Aktuelles
Unterrichtsentwicklung in der Schulpraxis: Zusammenarbeit zwischen der TUM-Technikdidaktik und beruflichen Schulen in München und Kempten
Im Seminar „Unterrichtsqualitätsmerkmale – Lernfeldunterricht gemeinsam entwickeln“ schuf die Professur für Technikdidaktik einen Raum, in dem sich Studierende des Masterstudiengangs mit Lehrkräften aus der Schulpraxis über die fundierte Ausgestaltung lernfeldorientierten Unterrichts austauschen konnten.

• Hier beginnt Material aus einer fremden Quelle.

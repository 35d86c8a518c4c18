//! Image configuration records and the OCI-portable config filter.
//!
//! A Docker config file carries fields the OCI image spec does not define
//! (`Healthcheck`, `OnBuild`, `ArgsEscaped`, `container_config`, ...).
//! [`filter_config`] keeps only the portable subset. Dropped fields are
//! gone for good; that is the point of the conversion, not a failure.

use chrono::{DateTime, Utc};
use serde::{Deserialize, Serialize};
use serde_json::Value;
use std::collections::BTreeMap;

use super::digest::Digest;

/// Placeholder for the `{}` values of port and volume sets.
#[derive(Debug, Clone, Default, PartialEq, Eq, Serialize, Deserialize)]
pub struct Empty {}

/// Image configuration file (`application/vnd.*.config*`).
#[derive(Debug, Clone, Default, PartialEq, Serialize, Deserialize)]
pub struct ConfigFile {
    #[serde(default, skip_serializing_if = "Option::is_none")]
    pub created: Option<DateTime<Utc>>,

    #[serde(default, skip_serializing_if = "Option::is_none")]
    pub author: Option<String>,

    #[serde(default)]
    pub architecture: String,

    #[serde(default)]
    pub os: String,

    #[serde(rename = "os.version", default, skip_serializing_if = "Option::is_none")]
    pub os_version: Option<String>,

    #[serde(default, skip_serializing_if = "Vec::is_empty")]
    pub history: Vec<History>,

    #[serde(default)]
    pub rootfs: RootFs,

    #[serde(default)]
    pub config: Config,

    /// Everything else (`variant`, `container`, `docker_version`, ...).
    #[serde(flatten)]
    pub extra: BTreeMap<String, Value>,
}

/// Runtime defaults for containers started from the image.
#[derive(Debug, Clone, Default, PartialEq, Serialize, Deserialize)]
#[serde(rename_all = "PascalCase")]
pub struct Config {
    #[serde(default, skip_serializing_if = "Option::is_none")]
    pub user: Option<String>,

    #[serde(default, skip_serializing_if = "Option::is_none")]
    pub exposed_ports: Option<BTreeMap<String, Empty>>,

    #[serde(default, skip_serializing_if = "Option::is_none")]
    pub env: Option<Vec<String>>,

    #[serde(default, skip_serializing_if = "Option::is_none")]
    pub entrypoint: Option<Vec<String>>,

    #[serde(default, skip_serializing_if = "Option::is_none")]
    pub cmd: Option<Vec<String>>,

    #[serde(default, skip_serializing_if = "Option::is_none")]
    pub volumes: Option<BTreeMap<String, Empty>>,

    #[serde(default, skip_serializing_if = "Option::is_none")]
    pub working_dir: Option<String>,

    #[serde(default, skip_serializing_if = "Option::is_none")]
    pub labels: Option<BTreeMap<String, String>>,

    #[serde(default, skip_serializing_if = "Option::is_none")]
    pub stop_signal: Option<String>,

    // Docker-only below.
    #[serde(default, skip_serializing_if = "Option::is_none")]
    pub healthcheck: Option<HealthConfig>,

    #[serde(default, skip_serializing_if = "Option::is_none")]
    pub on_build: Option<Vec<String>>,

    #[serde(default, skip_serializing_if = "Option::is_none")]
    pub args_escaped: Option<bool>,

    /// Remaining Docker fields (`Hostname`, `Tty`, `Shell`, ...).
    #[serde(flatten)]
    pub extra: BTreeMap<String, Value>,
}

/// Docker `HEALTHCHECK` settings. Durations are nanoseconds.
#[derive(Debug, Clone, Default, PartialEq, Eq, Serialize, Deserialize)]
#[serde(rename_all = "PascalCase")]
pub struct HealthConfig {
    #[serde(default, skip_serializing_if = "Option::is_none")]
    pub test: Option<Vec<String>>,
    #[serde(default, skip_serializing_if = "Option::is_none")]
    pub interval: Option<i64>,
    #[serde(default, skip_serializing_if = "Option::is_none")]
    pub timeout: Option<i64>,
    #[serde(default, skip_serializing_if = "Option::is_none")]
    pub start_period: Option<i64>,
    #[serde(default, skip_serializing_if = "Option::is_none")]
    pub retries: Option<i64>,
}

#[derive(Debug, Clone, Default, PartialEq, Eq, Serialize, Deserialize)]
pub struct History {
    #[serde(default, skip_serializing_if = "Option::is_none")]
    pub created: Option<DateTime<Utc>>,
    #[serde(default, skip_serializing_if = "Option::is_none")]
    pub created_by: Option<String>,
    #[serde(default, skip_serializing_if = "Option::is_none")]
    pub author: Option<String>,
    #[serde(default, skip_serializing_if = "Option::is_none")]
    pub comment: Option<String>,
    #[serde(default, skip_serializing_if = "Option::is_none")]
    pub empty_layer: Option<bool>,
}

/// Ordered diff IDs of the image's layers.
#[derive(Debug, Clone, PartialEq, Eq, Serialize, Deserialize)]
pub struct RootFs {
    #[serde(rename = "type")]
    pub fs_type: String,
    #[serde(default)]
    pub diff_ids: Vec<Digest>,
}

impl Default for RootFs {
    fn default() -> Self {
        Self {
            fs_type: "layers".to_string(),
            diff_ids: Vec::new(),
        }
    }
}

/// Reduce a config file to its OCI-portable subset.
///
/// Keeps created, author, architecture, os, os.version, history and rootfs,
/// plus the nine portable runtime fields of `config`. Everything else is dropped.
pub fn filter_config(source: &ConfigFile) -> ConfigFile {
    let config = &source.config;

    ConfigFile {
        created: source.created,
        author: source.author.clone(),
        architecture: source.architecture.clone(),
        os: source.os.clone(),
        os_version: source.os_version.clone(),
        history: source.history.clone(),
        rootfs: source.rootfs.clone(),
        config: Config {
            user: config.user.clone(),
            exposed_ports: config.exposed_ports.clone(),
            env: config.env.clone(),
            entrypoint: config.entrypoint.clone(),
            cmd: config.cmd.clone(),
            volumes: config.volumes.clone(),
            working_dir: config.working_dir.clone(),
            labels: config.labels.clone(),
            stop_signal: config.stop_signal.clone(),
            ..Config::default()
        },
        extra: BTreeMap::new(),
    }
}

Beteiligt waren die Staatliche Berufsschule I Kempten (Allgäu) sowie die Städtische Berufsschule für das Bau- und Kunsthandwerk München.

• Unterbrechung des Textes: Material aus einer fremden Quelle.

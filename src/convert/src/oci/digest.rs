//! Content digests (`sha256:<hex>`, `sha512:<hex>`).
//!
//! New content is always hashed with sha256. sha512 digests are accepted on
//! input so entries addressed that way can be carried and checked.

use ocify_core::error::{ConvertError, Result};
use serde::{Deserialize, Serialize};
use sha2::{Digest as _, Sha256, Sha512};
use std::fmt;
use std::io::{self, Read, Write};
use std::str::FromStr;

const SHA256_PREFIX: &str = "sha256:";
const SHA256: &str = "sha256";
const SHA512: &str = "sha512";

/// A content digest in `<algorithm>:<hex>` form.
#[derive(Debug, Clone, PartialEq, Eq, Hash, PartialOrd, Ord, Serialize, Deserialize)]
#[serde(try_from = "String", into = "String")]
pub struct Digest(String);

impl Digest {
    /// Digest of an in-memory byte slice.
    pub fn sha256(bytes: &[u8]) -> Self {
        Self::from_hasher(Sha256::new_with_prefix(bytes))
    }

    /// Digest of everything a reader yields, together with its length.
    pub fn from_reader(reader: &mut impl Read) -> io::Result<(Self, u64)> {
        let mut writer = DigestWriter::new(io::sink());
        let size = io::copy(reader, &mut writer)?;
        let (digest, _) = writer.finish();
        Ok((digest, size))
    }

    fn from_hasher(hasher: Sha256) -> Self {
        Digest(format!("{}{}", SHA256_PREFIX, hex::encode(hasher.finalize())))
    }

    pub fn algorithm(&self) -> &str {
        self.0.split_once(':').map(|(alg, _)| alg).unwrap_or_default()
    }

    pub fn hex(&self) -> &str {
        self.0.split_once(':').map(|(_, hex)| hex).unwrap_or_default()
    }

    pub fn as_str(&self) -> &str {
        &self.0
    }

    /// Whether `bytes` hash to this digest under its own algorithm.
    pub fn matches(&self, bytes: &[u8]) -> bool {
        let actual = match self.algorithm() {
            SHA512 => hex::encode(Sha512::digest(bytes)),
            _ => hex::encode(Sha256::digest(bytes)),
        };
        actual == self.hex()
    }
}

impl FromStr for Digest {
    type Err = ConvertError;

    fn from_str(s: &str) -> Result<Self> {
        let (algorithm, hex) = s.split_once(':').ok_or_else(|| {
            ConvertError::OciImageError(format!("Invalid digest: {}", s))
        })?;
        let expected_len = match algorithm {
            SHA256 => 64,
            SHA512 => 128,
            _ => {
                return Err(ConvertError::OciImageError(format!(
                    "Unsupported digest algorithm: {}",
                    s
                )))
            }
        };
        if hex.len() != expected_len
            || !hex.bytes().all(|b| matches!(b, b'0'..=b'9' | b'a'..=b'f'))
        {
            return Err(ConvertError::OciImageError(format!(
                "Invalid {} digest: {}",
                algorithm, s
            )));
        }
        Ok(Digest(s.to_string()))
    }
}

impl TryFrom<String> for Digest {
    type Error = ConvertError;

    fn try_from(s: String) -> Result<Self> {
        s.parse()
    }
}

impl From<Digest> for String {
    fn from(digest: Digest) -> Self {
        digest.0
    }
}

impl fmt::Display for Digest {
    fn fmt(&self, f: &mut fmt::Formatter<'_>) -> fmt::Result {
        f.write_str(&self.0)
    }
}

/// A writer that hashes and counts everything passed through to `inner`.
pub struct DigestWriter<W> {
    inner: W,
    hasher: Sha256,
    written: u64,
}

impl<W: Write> DigestWriter<W> {
    pub fn new(inner: W) -> Self {
        Self {
            inner,
            hasher: Sha256::new(),
            written: 0,
        }
    }

    /// Finish hashing, returning the digest and the number of bytes written.
    pub fn finish(self) -> (Digest, u64) {
        (Digest::from_hasher(self.hasher), self.written)
    }

    pub fn into_parts(self) -> (Digest, u64, W) {
        (Digest::from_hasher(self.hasher), self.written, self.inner)
    }
}

impl<W: Write> Write for DigestWriter<W> {
    fn write(&mut self, buf: &[u8]) -> io::Result<usize> {
        let n = self.inner.write(buf)?;
        self.hasher.update(&buf[..n]);
        self.written += n as u64;
        Ok(n)
    }

    fn flush(&mut self) -> io::Result<()> {
        self.inner.flush()
    }
}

Ziel des Seminars war es, für ausgewählte Ausbildungsberufe – Mechatronikerinnen und Mechatroniker sowie Bautechnische Konstrukteurinnen und Konstrukteure – fachlich-methodische Lernziele zu konkretisieren und diese im Austausch mit schulpraktisch erfahrenen Lehrkräften zu reflektieren. Darüber hinaus wurden bestehende Unterrichtskonzepte der Partnerschulen systematisch erfasst, analysiert und mithilfe der entwickelten TRIX-Lernfeldmatrizen abgeglichen. Dabei erfolgte eine fundierte Zuordnung von Unterrichtsinhalten zu Lernfeldern, um Übereinstimmungen sichtbar zu machen und Entwicklungspotenziale gezielt zu identifizieren.
Die konzeptionell-didaktische Expertise der Studierenden traf dabei auf die unterrichtspraktische Perspektive der Lehrkräfte. Auf Grundlage des Lernfeldkonzepts entstand so eine gewinnbringende Verbindung, die einen zentralen Beitrag zur Weiterentwicklung eines zukunftsweisenden beruflichen Unterrichts in den beteiligten Abteilungen der Berufsschulen in München und Kempten leistete. Zugleich erhielten die Studierenden im Rahmen des Seminars wertvolle Einblicke in den schulpraktischen Alltag.
Die Professur für Technikdidaktik bedankt sich bei den beiden beteiligten Schulen für die vertrauensvolle und gewinnbringende Zusammenarbeit.